Both Novs started to chatter at the same time until the Tellit held up its hand. "Wait. Wait! Danny, tell me what happened."
"Vicki's magnetic grenade blew up and pushed us into this universe," explained the young male, looking over at his friend.
"Oh, I see. And Vicki, how much power did your grenade generate?" asked the Tellit, Its voice cheerful almost to the point of laughter.
"Seventeen terawatts," muttered Vicki, looking down at her hands.
"Goodness," enthused the Tellit. "Don't you think that was a bit too much?"
"It seemed about right."
The Tellit took a device that looked like a gold watch from Its pocket and peered at it for a moment. "Look how far you've gone! Thirty gigawatts would have been enough. Well, children, I suppose you'd like to go home."
"Yes! Can we?" they shouted.
"Oh yes, come with me."
Vicki started to get up and then remembered her leg. "Tellit, I've hurt myself. The Humans fixed it."
Danny scrambled out of the way as the creature approached the bed. Light blossomed from under the covers. "There you go!" laughed the Tellit as it waved a gnarled hand over the blankets.
Vicki threw the blankets back, swinging her legs to the floor. There was no evidence of the bandage, torn pants or blood stains.
"Thank you Tellit!" she trilled.
Slowly, the Tellit turned toward the Humans. The essence of a billion summers flared in its Presence. "Thank you for looking after my children. They can be so troublesome at times!"
Neither of the Humans knew what to say. Being in the presence of God's cousin sort of made them tongue-tied.
Unfathomable eyes peered out at them for a moment. "You've grown so distant," It whispered, perhaps a bit sorrowfully.

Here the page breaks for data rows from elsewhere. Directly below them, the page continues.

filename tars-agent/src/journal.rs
//! Append-only journal gateway.
//!
//! Publishes each payload as one line `<rfc3339 timestamp> <payload hex>` in
//! a local file. The receipt is the 1-based line number. Useful as a
//! stand-in for a remote ledger and as an audit trail next to one.
//!
//! The file is scanned once, on the first publish. A last line left without
//! a newline by an interrupted write still counts as a line and is
//! terminated before the next entry.

use async_trait::async_trait;
use chrono::{SecondsFormat, Utc};
use std::path::{Path, PathBuf};
use tars_core::{Hash256, PublicationGateway, PublishError, ReceiptId};
use tokio::io::AsyncWriteExt;
use tokio::sync::Mutex;
use tracing::warn;

pub struct JournalGateway {
    path: PathBuf,
    // Serializes appends so line numbers stay unique. `None` until the file
    // has been scanned, and again after a failed append.
    tail: Mutex<Option<Tail>>,
}

/// What the next append needs to know about the end of the journal.
#[derive(Debug, Clone, Copy)]
struct Tail {
    lines: u64,
    // Last line has no terminating newline.
    torn: bool,
}

impl Tail {
    fn scan(bytes: &[u8]) -> Self {
        let newlines = bytes.iter().filter(|b| **b == b'\n').count() as u64;
        let torn = bytes.last().is_some_and(|b| *b != b'\n');
        Self {
            lines: newlines + u64::from(torn),
            torn,
        }
    }
}

impl JournalGateway {
    pub fn new(path: impl Into<PathBuf>) -> Self {
        Self {
            path: path.into(),
            tail: Mutex::new(None),
        }
    }

    pub fn path(&self) -> &Path {
        &self.path
    }

    async fn load_tail(&self) -> Result<Tail, PublishError> {
        match tokio::fs::read(&self.path).await {
            Ok(bytes) => {
                let tail = Tail::scan(&bytes);
                if tail.torn {
                    warn!(path = %self.path.display(), line = tail.lines, "journal ends with a torn line");
                }
                Ok(tail)
            }
            Err(e) if e.kind() == std::io::ErrorKind::NotFound => Ok(Tail {
                lines: 0,
                torn: false,
            }),
            Err(e) => Err(unavailable(&self.path, e)),
        }
    }

    async fn append(&self, entry: &[u8]) -> std::io::Result<()> {
        let mut file = tokio::fs::OpenOptions::new()
            .create(true)
            .append(true)
            .open(&self.path)
            .await?;
        file.write_all(entry).await?;
        file.sync_data().await
    }
}

fn unavailable(path: &Path, e: std::io::Error) -> PublishError {
    PublishError::Unavailable(format!("{}: {e}", path.display()))
}

#[async_trait]
impl PublicationGateway for JournalGateway {
    fn name(&self) -> &str {
        "journal"
    }

    async fn publish(&self, payload: &Hash256) -> Result<ReceiptId, PublishError> {
        let mut cached = self.tail.lock().await;
        let tail = match *cached {
            Some(tail) => tail,
            None => self.load_tail().await?,
        };

        let mut entry = String::new();
        if tail.torn {
            entry.push('\n');
        }
        entry.push_str(&format!(
            "{} {}\n",
            Utc::now().to_rfc3339_opts(SecondsFormat::Secs, true),
            hex::encode(payload)
        ));

        if let Err(e) = self.append(entry.as_bytes()).await {
            // A partial write leaves the tail unknown.
            *cached = None;
            return Err(unavailable(&self.path, e));
        }

        let lines = tail.lines + 1;
        *cached = Some(Tail { lines, torn: false });
        Ok(ReceiptId(lines.to_string()))
    }
}
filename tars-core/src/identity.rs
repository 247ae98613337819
//! Ed25519 identity: key generation, signing and verification.
//!
//! The secret half never leaves this type except through
//! [`Identity::secret_bytes`], which exists for key stores only. `Debug`
//! prints the public key alone.

use crate::types::{Hash256, KEY_LENGTH, SIGNATURE_LENGTH};
use ed25519_dalek::{Signature, Signer as _, SigningKey, Verifier as _, VerifyingKey};
use rand::rngs::OsRng;
use std::fmt;
use thiserror::Error;

/// Structurally invalid key or signature material.
#[derive(Debug, Error, PartialEq, Eq)]
pub enum IdentityError {
    #[error("invalid secret key length: expected 32 bytes, got {0}")]
    InvalidSecretKeyLength(usize),

    #[error("invalid public key length: expected 32 bytes, got {0}")]
    InvalidPublicKeyLength(usize),

    #[error("public key is not a valid Ed25519 point")]
    InvalidPublicKey,

    #[error("invalid signature length: expected 64 bytes, got {0}")]
    InvalidSignatureLength(usize),

    #[error("public key does not match secret key")]
    PublicKeyMismatch,
}

/// Signing failed on malformed key material.
#[derive(Debug, Error)]
#[error("signing failed: {0}")]
pub struct SigningError(String);

/// An Ed25519 keypair identifying one attested machine.
///
/// The inner [`SigningKey`] is zeroized on drop.
pub struct Identity {
    signing_key: SigningKey,
}

impl Identity {
    /// Generate a new random identity from the OS CSPRNG.
    pub fn generate() -> Self {
        Self {
            signing_key: SigningKey::generate(&mut OsRng),
        }
    }

    /// Reconstruct an identity from a raw 32-byte secret seed.
    pub fn from_secret_bytes(bytes: &[u8]) -> Result<Self, IdentityError> {
        let seed: [u8; KEY_LENGTH] = bytes
            .try_into()
            .map_err(|_| IdentityError::InvalidSecretKeyLength(bytes.len()))?;
        Ok(Self {
            signing_key: SigningKey::from_bytes(&seed),
        })
    }

    /// Reconstruct an identity and check it against a stored public key.
    pub fn from_keypair_bytes(secret: &[u8], public: &[u8]) -> Result<Self, IdentityError> {
        let identity = Self::from_secret_bytes(secret)?;
        if public.len() != KEY_LENGTH {
            return Err(IdentityError::InvalidPublicKeyLength(public.len()));
        }
        if identity.public_key_bytes().as_slice() != public {
            return Err(IdentityError::PublicKeyMismatch);
        }
        Ok(identity)
    }

    /// Sign a state digest.
    ///
    /// Ed25519 is deterministic: the same key and digest always give the same
    /// signature.
    pub fn sign(&self, digest: &Hash256) -> Result<Signature, SigningError> {
        self.signing_key
            .try_sign(digest)
            .map_err(|e| SigningError(e.to_string()))
    }

    /// Get the verifying (public) key.
    pub fn verifying_key(&self) -> VerifyingKey {
        self.signing_key.verifying_key()
    }

    /// Raw 32-byte public key.
    pub fn public_key_bytes(&self) -> [u8; KEY_LENGTH] {
        self.verifying_key().to_bytes()
    }

    /// Raw 32-byte secret seed, for key stores only.
    pub fn secret_bytes(&self) -> [u8; KEY_LENGTH] {
        self.signing_key.to_bytes()
    }
}

impl fmt::Debug for Identity {
    fn fmt(&self, f: &mut fmt::Formatter<'_>) -> fmt::Result {
        f.debug_struct("Identity")
            .field("public_key", &hex::encode(self.public_key_bytes()))
            .finish_non_exhaustive()
    }
}

/// Verify a signature over a digest.
///
/// Returns `Ok(false)` for a well-formed signature that does not match. Errors
/// only when the key or signature have the wrong shape.
pub fn verify(public_key: &[u8], digest: &[u8], signature: &[u8]) -> Result<bool, IdentityError> {
    let key_bytes: [u8; KEY_LENGTH] = public_key
        .try_into()
        .map_err(|_| IdentityError::InvalidPublicKeyLength(public_key.len()))?;
    let sig_bytes: [u8; SIGNATURE_LENGTH] = signature
        .try_into()
        .map_err(|_| IdentityError::InvalidSignatureLength(signature.len()))?;

    let verifying_key =
        VerifyingKey::from_bytes(&key_bytes).map_err(|_| IdentityError::InvalidPublicKey)?;
    let signature = Signature::from_bytes(&sig_bytes);

    Ok(verifying_key.verify(digest, &signature).is_ok())
}
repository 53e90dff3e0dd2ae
use axum::Json;
use serde_json::{json, Value};

/// GET /health
/// Returns a simple status object with service version.
pub async fn health_handler() -> Json<Value> {
    Json(json!({
        "status": "ok",
        "version": env!("CARGO_PKG_VERSION"),
        "service": "screener-api"
    }))
}
pub mod health;

use axum::{extract::DefaultBodyLimit, routing::{get, post}, Router};

use crate::analysis::handlers as analysis;
use crate::screening::handlers as screening;
use crate::state::AppState;

pub fn build_router(state: AppState) -> Router {
    let body_limit = DefaultBodyLimit::max(state.config.max_upload_bytes);

    Router::new()
        .route("/health", get(health::health_handler))
        // Student flow
        .route("/api/v1/analysis", post(analysis::handle_analysis))
        .route("/api/v1/skill-gap", post(analysis::handle_skill_gap))
        .route("/api/v1/interview-prep", post(analysis::handle_interview_prep))
        .route("/api/v1/portfolio", post(analysis::handle_portfolio))
        .route("/api/v1/career-path", post(analysis::handle_career_path))
        // Industry flow
        .route("/api/v1/screening", post(screening::handle_screening))
        .route("/api/v1/screening/export", post(screening::handle_export))
        .layer(body_limit)
        .with_state(state)
}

Turning away from the two men, the Tellit gathered the Novs in front of It. With a dark hand on each child's shoulder, It herded the Novs before It toward the closet door. Somewhere in the intervening seconds, Its staff had disappeared. As It reached for the knob It turned to the Humans, raising and admonishing finger. "Remember, not a word!" Turning again, It gently pushed the children into the dark closet.
The instant the door closed behind the three, a brilliant flash fanned out from under the door, leaving the Humans' vision swimming in purple after-images.